The winners of this year's CfWI poster competition have been revealed. After talking to the entrants during the CfWI'2 4th Annual Conference, Roy Taylor CBE, Vice-Chair of the CfWI Governance Board, who judged this year's entries announced that all three deserved to be commended for for the content of their posters, with each showcasing workforce planning problem solving.
Text of CfWI 2013 poster competition winners
1. The Primary Workforce - abstract The ATP model was introduced by the Yorkshire and the Humber Strategic Health Authority to: increase the numbers of primary care training placements available in General Practice across professions (in contrast to traditional undergraduate nurse training placements in community settings primarily with midwives and health visitors) promote inter-professional learning create a new model of training, where primary care providers have a critical mass of education and training expertise to support a number of placements for different practitioners and different stages of training at the same time. The ATP model was established in 2009 based on the existing approved GP Training Practice model. There are currently six ATP hubs, who have recruited in total 29 other training practices in a Hub and Spoke model. At the moment, ATP Hubs are focused on providing placements for undergraduate nursing students. This provides the broader system experience that is advantageous to all nurses, but also helps to address the regional shortage of Practice Nurses, who have traditionally gained experience in secondary care only and may not have seen practice nursing as a viable and/or desirable option as a first post. However, the ATP model can be flexed for other staff groups, to address future regional priorities, as was intended in the original pilot aims. HEYH has prioritised Primary and Community Care as one of its three priority themes for 2013/14:- The vast majority of patients first encounter NHS services in primary care settings and most on going care will be in the community rather than in acute settings There is a lack of sufficient numbers of GPs in some parts of the region Age profiles are high across primary and community care teams and so there is concern over the security of future supply The training route for practice nurses is unclear There is currently a lack of capacity to support training in primary and community care settings The ATP project directly addresses these themes
2. Using Logic Models to help improve the afterhours workforce in Inner North West Melbourne - abstract The need to sustain an adequate, appropriately qualified afterhours workforce is key to sustainable primary health care services and lowering emergency department presentations. Many of these health services experience shortages of health workers and high levels of staff turnover. A logic model is a tool to create a visual representation of theory, showing crucial linkages between the components of a program or phenomena. They can help us understand why something works; tell the story of a program quickly and visually; and help us identify the factors that need to be measured or understood. A logic model approach was used collaboratively by the Australian Health Workforce Institute and Inner North West Melbourne Medicare Local to help inform the afterhours workforce needed for Inner North West Melbourne. Using a logic model gave stakeholders the possibility to discuss and reach consensus about the assumptions being made about the future workforce i.e. the causal mechanisms and linkages between the context, inputs, strategies, outputs, and outcomes (see poster). This approach also allowed the Medicare Local to take a step back from the specifics of workforce planning and think clearly about their future workforce vision. Through completing this process, gaps in the workforce planning process were more easily seen. Workforce planners should use this tool to complement the workforce planning process, it will help: build understanding about the workforce trying to be created, transparency about the logic being used, it will help monitor progress, reveal assumptions being made that may have previously been hidden and promote communication amongst stakeholders.

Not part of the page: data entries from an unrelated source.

impl SignalCode {
    /// 2-character RINEX/RTCM observation-code label, e.g. `"1C"`, `"5Q"`.
    pub fn obs_code(&self) -> &'static str {
        use SignalCode::*;
        match self {
            GpsL1C | GloG1C | GalE1C | BdsB1CP | QzssL1C | SbasL1C => "1C",
            GpsL1P | GloG1P => "1P",
            GpsL1W => "1W",
            GpsL1S | QzssL1S => "1S",
            GpsL1L => "1L",
            GpsL1X | GalE1X | BdsB1CX | QzssL1X => "1X",
            GalE1B => "1B",
            GalE1A | GalE6A => "1A",
            GpsL2C => "2C",
            GpsL2D => "2D",
            GpsL2S | QzssL2S => "2S",
            GpsL2L | QzssL2L => "2L",
            GpsL2X | QzssL2X => "2X",
            GpsL2P => "2P",
            GpsL2W => "2W",
            GloG2C => "2C",
            GloG2P => "2P",
            GpsL5I | QzssL5I | IrnssL5A => "5I",
            GpsL5Q | QzssL5Q | IrnssL5B => "5Q",
            GpsL5X | QzssL5X | IrnssL5C => "5X",
            GloG3I => "3I",
            GloG3Q => "3Q",
            GloG3X => "3X",
            GloG1aA => "4A",
            GloG1aB => "4B",
            GloG2aA => "6A",
            GloG2aB => "6B",
            GalE5aI => "5I",
            GalE5aQ => "5Q",
            GalE5aX => "5X",
            GalE5bI => "7I",
            GalE5bQ => "7Q",
            GalE5bX => "7X",
            GalE5abI => "8I",
            GalE5abQ => "8Q",
            GalE5abX => "8X",
            GalE6B | QzssL6S => "6B",
            GalE6C => "6C",
            GalE6X | QzssL6X => "6X",
            QzssL6L => "6L",
            BdsB1I => "2I",
            BdsB1Q => "2Q",
            BdsB1X => "2X",
            BdsB1CD => "1D",
            BdsB2I => "7I",
            BdsB2Q => "7Q",
            BdsB2X => "7X",
            BdsB2aD => "5D",
            BdsB2aP => "5P",
            BdsB2aX => "5X",
            BdsB2bI => "7D",
            BdsB2bQ => "7P",
            BdsB2bX => "7Z",
            BdsB3I => "6I",
            BdsB3Q => "6Q",
            BdsB3X => "6X",
            IrnssSA => "9A",
            SbasL5I => "5I",
            SbasL5Q => "5Q",
        }
    }

    /// Constellation this code belongs to.
    pub fn constellation(&self) -> Constellation {
        use SignalCode::*;
        match self {
            GpsL1C | GpsL1P | GpsL1W | GpsL1S | GpsL1L | GpsL1X | GpsL2C | GpsL2D | GpsL2S
            | GpsL2L | GpsL2X | GpsL2P | GpsL2W | GpsL5I | GpsL5Q | GpsL5X => Constellation::GPS,
            GloG1C | GloG1P | GloG2C | GloG2P | GloG3I | GloG3Q | GloG3X | GloG1aA | GloG1aB
            | GloG2aA | GloG2aB => Constellation::Glonass,
            GalE1B | GalE1C | GalE1X | GalE1A | GalE5aI | GalE5aQ | GalE5aX | GalE5bI | GalE5bQ
            | GalE5bX | GalE5abI | GalE5abQ | GalE5abX | GalE6B | GalE6C | GalE6X | GalE6A => {
                Constellation::Galileo
            },
            BdsB1I | BdsB1Q | BdsB1X | BdsB1CD | BdsB1CP | BdsB1CX | BdsB2I | BdsB2Q | BdsB2X
            | BdsB2aD | BdsB2aP | BdsB2aX | BdsB2bI | BdsB2bQ | BdsB2bX | BdsB3I | BdsB3Q
            | BdsB3X => Constellation::BeiDou,
            QzssL1C | QzssL1S | QzssL1X | QzssL2S | QzssL2L | QzssL2X | QzssL5I | QzssL5Q
            | QzssL5X | QzssL6S | QzssL6L | QzssL6X => Constellation::QZSS,
            IrnssL5A | IrnssL5B | IrnssL5C | IrnssSA => Constellation::IRNSS,
            SbasL1C | SbasL5I | SbasL5Q => Constellation::SBAS,
        }
    }

    /// Frequency index `0..NFREQ` this code nominally occupies (before
    /// priority arbitration / extended-observation spillover is applied).
    pub fn nominal_freq_index(&self) -> u8 {
        use SignalCode::*;
        match self {
            GpsL1C | GpsL1P | GpsL1W | GpsL1S | GpsL1L | GpsL1X | GloG1C | GloG1P | GalE1B
            | GalE1C | GalE1X | GalE1A | BdsB1I | BdsB1Q | BdsB1X | BdsB1CD | BdsB1CP
            | BdsB1CX | QzssL1C | QzssL1S | QzssL1X | SbasL1C => 0,
            GpsL2C | GpsL2D | GpsL2S | GpsL2L | GpsL2X | GpsL2P | GpsL2W | GloG2C | GloG2P
            | QzssL2S | QzssL2L | QzssL2X => 1,
            GpsL5I | GpsL5Q | GpsL5X | GalE5aI | GalE5aQ | GalE5aX | BdsB2aD | BdsB2aP
            | BdsB2aX | QzssL5I | QzssL5Q | QzssL5X | IrnssL5A | IrnssL5B | IrnssL5C
            | SbasL5I | SbasL5Q => 2,
            GalE5bI | GalE5bQ | GalE5bX | BdsB2I | BdsB2Q | BdsB2X | BdsB2bI | BdsB2bQ
            | BdsB2bX => 3,
            GalE5abI | GalE5abQ | GalE5abX => 4,
            GalE6B | GalE6C | GalE6X | GalE6A | BdsB3I | BdsB3Q | BdsB3X | QzssL6S | QzssL6L
            | QzssL6X | GloG2aA | GloG2aB => 5,
            GloG3I | GloG3Q | GloG3X | GloG1aA | GloG1aB => 6,
            IrnssSA => 7,
        }
    }

    /// Nominal carrier frequency in Hz. For GLONASS FDMA signals, `fcn` is
    /// the satellite's frequency-channel number (−7..=6); ignored otherwise.
    pub fn carrier_frequency_hz(&self, fcn: i8) -> f64 {
        use SignalCode::*;
        match self {
            GpsL1C | GpsL1P | GpsL1W | GpsL1S | GpsL1L | GpsL1X | GalE1B | GalE1C | GalE1X
            | GalE1A => 1.575_42e9,
            GpsL2C | GpsL2D | GpsL2S | GpsL2L | GpsL2X | GpsL2P | GpsL2W => 1.227_60e9,
            GpsL5I | GpsL5Q | GpsL5X | GalE5aI | GalE5aQ | GalE5aX => 1.176_45e9,
            GalE5bI | GalE5bQ | GalE5bX => 1.207_14e9,
            GalE5abI | GalE5abQ | GalE5abX => 1.191_795e9,
            GalE6B | GalE6C | GalE6X | GalE6A => 1.278_75e9,
            GloG1C | GloG1P => GLONASS_G1_BASE_HZ + fcn as f64 * GLONASS_G1_DELTA_HZ,
            GloG2C | GloG2P => GLONASS_G2_BASE_HZ + fcn as f64 * GLONASS_G2_DELTA_HZ,
            GloG3I | GloG3Q | GloG3X => GLONASS_G3_HZ,
            GloG1aA | GloG1aB => 1.600_995e9,
            GloG2aA | GloG2aB => 1.248_060e9,
            BdsB1I | BdsB1Q | BdsB1X => 1.561_098e9,
            BdsB1CD | BdsB1CP | BdsB1CX => 1.575_42e9,
            BdsB2I | BdsB2Q | BdsB2X => 1.207_14e9,
            BdsB2aD | BdsB2aP | BdsB2aX => 1.176_45e9,
            BdsB2bI | BdsB2bQ | BdsB2bX => 1.207_14e9,
            BdsB3I | BdsB3Q | BdsB3X => 1.268_52e9,
            QzssL1C | QzssL1S | QzssL1X => 1.575_42e9,
            QzssL2S | QzssL2L | QzssL2X => 1.227_60e9,
            QzssL5I | QzssL5Q | QzssL5X => 1.176_45e9,
            QzssL6S | QzssL6L | QzssL6X => 1.278_75e9,
            IrnssL5A | IrnssL5B | IrnssL5C => 1.176_45e9,
            IrnssSA => 2.492_028e9,
            SbasL1C => 1.575_42e9,
            SbasL5I | SbasL5Q => 1.176_45e9,
        }
    }

    /// Wavelength in metres, derived from [`Self::carrier_frequency_hz`].
    pub fn wavelength_m(&self, fcn: i8) -> f64 {
        SPEED_OF_LIGHT_M_S / self.carrier_frequency_hz(fcn)
    }
}

/// RTCM MSM signal-id (5-bit DF380/DF381/...) table entries for a given
/// constellation: wire id → obs-code label. Incomplete ids decode to `None`
/// and the cell is skipped.
pub fn msm_signal_id_to_code(constellation: Constellation, id: u8) -> Option<SignalCode> {
    use SignalCode::*;
    match constellation {
        Constellation::GPS => Some(match id {
            2 => GpsL1C,
            3 => GpsL1P,
            4 => GpsL1W,
            8 => GpsL2C,
            9 => GpsL2P,
            10 => GpsL2W,
            15 => GpsL2S,
            16 => GpsL2L,
            17 => GpsL2X,
            22 => GpsL5I,
            23 => GpsL5Q,
            24 => GpsL5X,
            30 => GpsL1L,
            31 => GpsL1X,
            _ => return None,
        }),
        Constellation::Glonass => Some(match id {
            2 => GloG1C,
            3 => GloG1P,
            8 => GloG2C,
            9 => GloG2P,
            _ => return None,
        }),
        Constellation::Galileo => Some(match id {
            2 => GalE1C,
            3 => GalE1B,
            4 => GalE1X,
            5 => GalE1A,
            9 => GalE6B,
            10 => GalE6C,
            11 => GalE6X,
            14 => GalE5bI,
            15 => GalE5bQ,
            16 => GalE5bX,
            18 => GalE5abI,
            19 => GalE5abQ,
            20 => GalE5abX,
            22 => GalE5aI,
            23 => GalE5aQ,
            24 => GalE5aX,
            _ => return None,
        }),
        Constellation::SBAS => Some(match id {
            2 => SbasL1C,
            22 => SbasL5I,
            23 => SbasL5Q,
            _ => return None,
        }),
        Constellation::QZSS => Some(match id {
            2 => QzssL1C,
            9 => QzssL6S,
            10 => QzssL6L,
            11 => QzssL6X,
            15 => QzssL2S,
            16 => QzssL2L,
            17 => QzssL2X,
            22 => QzssL5I,
            23 => QzssL5Q,
            24 => QzssL5X,
            30 => QzssL1S,
            31 => QzssL1X,
            _ => return None,
        }),
        Constellation::BeiDou => Some(match id {
            2 => BdsB1I,
            3 => BdsB1Q,
            4 => BdsB1X,
            8 => BdsB3I,
            9 => BdsB3Q,
            10 => BdsB3X,
            14 => BdsB2I,
            15 => BdsB2Q,
            16 => BdsB2X,
            22 => BdsB2aD,
            23 => BdsB2aP,
            24 => BdsB2aX,
            25 => BdsB1CD,
            26 => BdsB1CP,
            27 => BdsB1CX,
            28 => BdsB2bI,
            29 => BdsB2bQ,
            30 => BdsB2bX,
            _ => return None,
        }),
        Constellation::IRNSS => Some(match id {
            22 => IrnssL5A,
            23 => IrnssL5B,
            24 => IrnssL5C,
            _ => return None,
        }),
        _ => None,
    }
}

/// Resolves several codes competing for the same frequency index down to
/// one primary code plus a priority-ordered spillover list for "extended
/// observation" slots. `priority` ranks codes lowest-index-first.
pub fn resolve_priority(codes: &[SignalCode], priority: &[SignalCode]) -> Vec<SignalCode> {
    let mut ranked: Vec<SignalCode> = codes.to_vec();
    ranked.sort_by_key(|c| priority.iter().position(|p| p == c).unwrap_or(usize::MAX));
    ranked
}

/// Default tracking-code priority, highest-priority first: civilian
/// unencrypted codes before encrypted/derived ones, pilot (Q/C) channels
/// before data+pilot combined (X) channels. Used to arbitrate which code
/// occupies a frequency index's primary slot when a receiver reports more
/// than one code on that index.
pub const DEFAULT_SIGNAL_PRIORITY: &[SignalCode] = &[
    SignalCode::GpsL1C, SignalCode::GpsL1P, SignalCode::GpsL1W, SignalCode::GpsL1S,
    SignalCode::GpsL1L, SignalCode::GpsL1X,
    SignalCode::GpsL2C, SignalCode::GpsL2S, SignalCode::GpsL2L, SignalCode::GpsL2X,
    SignalCode::GpsL2D, SignalCode::GpsL2P, SignalCode::GpsL2W,
    SignalCode::GpsL5Q, SignalCode::GpsL5I, SignalCode::GpsL5X,
    SignalCode::GloG1C, SignalCode::GloG1P, SignalCode::GloG2C, SignalCode::GloG2P,
    SignalCode::GloG3Q, SignalCode::GloG3I, SignalCode::GloG3X,
    SignalCode::GloG1aA, SignalCode::GloG1aB, SignalCode::GloG2aA, SignalCode::GloG2aB,
    SignalCode::GalE1C, SignalCode::GalE1B, SignalCode::GalE1X, SignalCode::GalE1A,
    SignalCode::GalE5aQ, SignalCode::GalE5aI, SignalCode::GalE5aX,
    SignalCode::GalE5bQ, SignalCode::GalE5bI, SignalCode::GalE5bX,
    SignalCode::GalE5abQ, SignalCode::GalE5abI, SignalCode::GalE5abX,
    SignalCode::GalE6C, SignalCode::GalE6B, SignalCode::GalE6X, SignalCode::GalE6A,
    SignalCode::BdsB1I, SignalCode::BdsB1Q, SignalCode::BdsB1X,
    SignalCode::BdsB1CP, SignalCode::BdsB1CD, SignalCode::BdsB1CX,
    SignalCode::BdsB2I, SignalCode::BdsB2Q, SignalCode::BdsB2X,
    SignalCode::BdsB2aP, SignalCode::BdsB2aD, SignalCode::BdsB2aX,
    SignalCode::BdsB2bQ, SignalCode::BdsB2bI, SignalCode::BdsB2bX,
    SignalCode::BdsB3Q, SignalCode::BdsB3I, SignalCode::BdsB3X,
    SignalCode::QzssL1C, SignalCode::QzssL1S, SignalCode::QzssL1X,
    SignalCode::QzssL2L, SignalCode::QzssL2S, SignalCode::QzssL2X,
    SignalCode::QzssL5Q, SignalCode::QzssL5I, SignalCode::QzssL5X,
    SignalCode::QzssL6L, SignalCode::QzssL6S, SignalCode::QzssL6X,
    SignalCode::IrnssL5A, SignalCode::IrnssL5B, SignalCode::IrnssL5C, SignalCode::IrnssSA,
    SignalCode::SbasL1C, SignalCode::SbasL5Q, SignalCode::SbasL5I,
];

#[cfg(test)]
mod tests {
    use super::*;

    #[test]
    fn msm_signal_table_roundtrips_known_ids() {
        assert_eq!(
            msm_signal_id_to_code(Constellation::GPS, 2),
            Some(SignalCode::GpsL1C)
        );
        assert_eq!(msm_signal_id_to_code(Constellation::GPS, 0), None);
    }

    #[test]
    fn glonass_fdma_frequency_is_parametric_on_fcn() {
        let f0 = SignalCode::GloG1C.carrier_frequency_hz(0);
        let f1 = SignalCode::GloG1C.carrier_frequency_hz(1);
        assert!((f1 - f0 - GLONASS_G1_DELTA_HZ).abs() < 1.0e-6);
    }

    #[test]
    fn priority_resolution_orders_by_table() {
        let priority = [SignalCode::GpsL1C, SignalCode::GpsL1W, SignalCode::GpsL1P];
        let codes = vec![SignalCode::GpsL1P, SignalCode::GpsL1C];
        let resolved = resolve_priority(&codes, &priority);
        assert_eq!(resolved[0], SignalCode::GpsL1C);
    }

    #[test]
    fn default_priority_prefers_civilian_over_encrypted_gps_l1() {
        let codes = vec![SignalCode::GpsL1W, SignalCode::GpsL1C];
        let resolved = resolve_priority(&codes, DEFAULT_SIGNAL_PRIORITY);
        assert_eq!(resolved[0], SignalCode::GpsL1C);
    }
}
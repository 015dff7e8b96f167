//! WGS84 ECEF/geodetic conversion and the Saastamoinen zenith troposphere
//! model, used by the measurement model's troposphere mapping.

use nalgebra::Vector3;

const WGS84_A_M: f64 = 6_378_137.0;
const WGS84_F: f64 = 1.0 / 298.257_223_563;
const WGS84_E2: f64 = WGS84_F * (2.0 - WGS84_F);

/// Geodetic coordinates: latitude/longitude in radians, height in metres.
pub struct Geodetic {
    pub lat_rad: f64,
    pub lon_rad: f64,
    pub height_m: f64,
}

/// Closed-form ECEF-to-geodetic conversion (Bowring's method), accurate to
/// sub-millimetre height error for terrestrial receiver positions.
pub fn ecef_to_geodetic(position_m: Vector3<f64>) -> Geodetic {
    let (x, y, z) = (position_m.x, position_m.y, position_m.z);
    let lon_rad = y.atan2(x);
    let p = (x * x + y * y).sqrt();

    if p < 1.0e-3 {
        let lat_rad = if z >= 0.0 { std::f64::consts::FRAC_PI_2 } else { -std::f64::consts::FRAC_PI_2 };
        return Geodetic { lat_rad, lon_rad, height_m: z.abs() - WGS84_A_M * (1.0 - WGS84_F) };
    }

    let b = WGS84_A_M * (1.0 - WGS84_F);
    let theta = (z * WGS84_A_M).atan2(p * b);
    let ep2 = (WGS84_A_M * WGS84_A_M - b * b) / (b * b);
    let lat_rad = (z + ep2 * b * theta.sin().powi(3)).atan2(p - WGS84_E2 * WGS84_A_M * theta.cos().powi(3));

    let sin_lat = lat_rad.sin();
    let n = WGS84_A_M / (1.0 - WGS84_E2 * sin_lat * sin_lat).sqrt();
    let height_m = p / lat_rad.cos() - n;

    Geodetic { lat_rad, lon_rad, height_m }
}

/// Saastamoinen zenith hydrostatic + wet delay, metres, using the standard
/// atmosphere model (no met-station input) referenced at 50% relative
/// humidity, 1013.25 hPa / 18 degC sea-level values scaled by height.
pub fn saastamoinen_zenith_delay_m(geodetic: &Geodetic) -> f64 {
    let h = geodetic.height_m.max(0.0);
    let pressure_hpa = 1013.25 * (1.0 - 2.2557e-5 * h).powf(5.2568);
    let temp_k = 291.15 - 6.5e-3 * h;
    let rel_humidity = 0.5 * (-6.396e-4 * h).exp();
    let e_hpa = rel_humidity * (-37.2465 + 0.213166 * temp_k - 0.000256908 * temp_k * temp_k).exp();

    let lat = geodetic.lat_rad;
    let f = 1.0 - 0.00266 * (2.0 * lat).cos() - 0.00028 * h * 1.0e-3;

    (0.0022768 * pressure_hpa + 0.0022768 * (1255.0 / temp_k + 0.05) * e_hpa) / f
}

#[cfg(test)]
mod tests {
    use super::*;

    #[test]
    fn roundtrip_recovers_known_latitude() {
        let geodetic = Geodetic { lat_rad: 45f64.to_radians(), lon_rad: 10f64.to_radians(), height_m: 500.0 };
        let n = WGS84_A_M / (1.0 - WGS84_E2 * geodetic.lat_rad.sin().powi(2)).sqrt();
        let x = (n + geodetic.height_m) * geodetic.lat_rad.cos() * geodetic.lon_rad.cos();
        let y = (n + geodetic.height_m) * geodetic.lat_rad.cos() * geodetic.lon_rad.sin();
        let z = (n * (1.0 - WGS84_E2) + geodetic.height_m) * geodetic.lat_rad.sin();
        let back = ecef_to_geodetic(Vector3::new(x, y, z));
        assert!((back.lat_rad - geodetic.lat_rad).abs() < 1.0e-9);
        assert!((back.height_m - geodetic.height_m).abs() < 1.0e-3);
    }

    #[test]
    fn zenith_delay_is_physically_reasonable() {
        let geodetic = Geodetic { lat_rad: 45f64.to_radians(), lon_rad: 0.0, height_m: 0.0 };
        let delay = saastamoinen_zenith_delay_m(&geodetic);
        assert!(delay > 2.0 && delay < 2.6);
    }
}
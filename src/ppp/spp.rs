//! Single-point (code-only) position and per-constellation clock solve,
//! used by the time update as the "single-point solution" the filter
//! reinitializes position (KinematicNoDynamics) and clock (every mode)
//! from every epoch.
//!
//! This is a plain iterative weighted least squares over first-frequency
//! pseudoranges; it deliberately does not model Earth rotation during
//! signal transit or relativistic clock corrections beyond what the
//! broadcast ephemeris already supplies; those refinements belong to the
//! EKF itself rather than to this cheap seed.

use std::collections::HashMap;

use nalgebra::{DMatrix, DVector, Vector3};

use crate::observation::ObservationRecord;
use crate::rtcm::NavigationStore;
use crate::signal::SPEED_OF_LIGHT_M_S;
use crate::sv::Constellation;
use crate::time::GnssTime;

const MAX_ITERATIONS: usize = 8;
const CONVERGENCE_M: f64 = 1.0e-3;

/// Result of a single-point solve: ECEF position and one clock bias
/// (seconds) per constellation present in the observation set.
pub struct SppSolution {
    pub position_m: Vector3<f64>,
    pub clock_bias_s: HashMap<Constellation, f64>,
}

/// Solves for receiver position and per-constellation clock bias from
/// first-frequency pseudoranges only. Returns `None` if fewer than four
/// usable pseudoranges (position + at least one clock unknown) are
/// available, or the iteration fails to converge.
pub fn solve(
    observations: &[ObservationRecord],
    epoch_time: GnssTime,
    nav: &NavigationStore,
    constellations: &[Constellation],
    seed_position_m: Vector3<f64>,
) -> Option<SppSolution> {
    let mut constellations_seen: Vec<Constellation> = Vec::new();
    let mut rows: Vec<(Vector3<f64>, f64, Constellation)> = Vec::new();

    for record in observations {
        let sv = record.satellite;
        if !constellations.contains(&sv.constellation) {
            continue;
        }
        let Ok(sat_state) = nav.satposs(epoch_time, sv, 0) else { continue };
        if !sat_state.healthy {
            continue;
        }
        let Some(code_obs) = record.freq.iter().find(|f| f.is_code_present()) else {
            continue;
        };

        if !constellations_seen.contains(&sv.constellation) {
            constellations_seen.push(sv.constellation);
        }
        rows.push((sat_state.position_m, code_obs.pseudorange_m, sv.constellation));
    }

    let n_clocks = constellations_seen.len();
    if rows.len() < 3 + n_clocks.max(1) {
        return None;
    }

    let mut position_m = seed_position_m;
    let mut clocks_m = vec![0.0; n_clocks.max(1)];

    for _ in 0..MAX_ITERATIONS {
        let n_unknowns = 3 + n_clocks.max(1);
        let mut h = DMatrix::<f64>::zeros(rows.len(), n_unknowns);
        let mut y = DVector::<f64>::zeros(rows.len());

        for (row_idx, (sat_pos, pseudorange_m, constellation)) in rows.iter().enumerate() {
            let diff = sat_pos - position_m;
            let range = diff.norm();
            let los = diff / range;
            let clock_idx = constellations_seen.iter().position(|c| c == constellation).unwrap_or(0);
            let clock_m = clocks_m[clock_idx];

            h[(row_idx, 0)] = -los.x;
            h[(row_idx, 1)] = -los.y;
            h[(row_idx, 2)] = -los.z;
            h[(row_idx, 3 + clock_idx)] = 1.0;

            y[row_idx] = pseudorange_m - (range + clock_m);
        }

        let ht = h.transpose();
        let normal = &ht * &h;
        let rhs = &ht * &y;
        let solution = normal.clone().cholesky().map(|c| c.solve(&rhs)).or_else(|| normal.try_inverse().map(|inv| inv * &rhs))?;

        position_m += Vector3::new(solution[0], solution[1], solution[2]);
        for (i, c) in clocks_m.iter_mut().enumerate() {
            *c += solution[3 + i];
        }

        if solution.rows(0, 3).norm() < CONVERGENCE_M {
            break;
        }
    }

    let mut clock_bias_s = HashMap::new();
    for (i, c) in constellations_seen.iter().enumerate() {
        clock_bias_s.insert(*c, clocks_m[i] / SPEED_OF_LIGHT_M_S);
    }

    Some(SppSolution { position_m, clock_bias_s })
}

3. Maternity Insight - abstract Challenge: Birth rates are increasing coupled with a shortage of experienced midwives to deliver the service. How can we model the potential scenarios in a robust and evidenced based way? Answer: Maternity Insight. Maternity Insight is a web-based app designed to provide accessible, quick modelling of a maternity workforce for future years based on forecast birth rate and national standards. The approach is based on a simple 3 step process: 1. Entering current workforce numbers (with the option of adding adjustments for turnover, retirements, etc.) 2. Entering birth numbers for each site within your scenario 3. View the comparison of your existing current workforce vs. the workforce determined using the standards and assumptions built into the app. Other, more advanced functionality is also provided as an optional extra (e.g. configuring participation rates for different workforce groups, customising cost bandings, modelling based on birth intensity and localising the built in standards down to site level). Maternity Insight is currently being used in the reconfiguration of Maternity Services within the West Midlands. Three trusts are involved in this project where current and projected demand has been modelled against the current and future workforce. Maternity Insight has been used to highlight where there will be an over or under supply in the workforce, by job role, which will inform the workforce plan being developed for this project. Further modelling will include looking at the type of birth e.g. caesarean section, assisted delivery, normal delivery and what impact this will have in terms of the workforce required to deliver the service. A Neonatal Insight and Paediatric Insight app is also in development which will follow the same principles as Maternity Insight.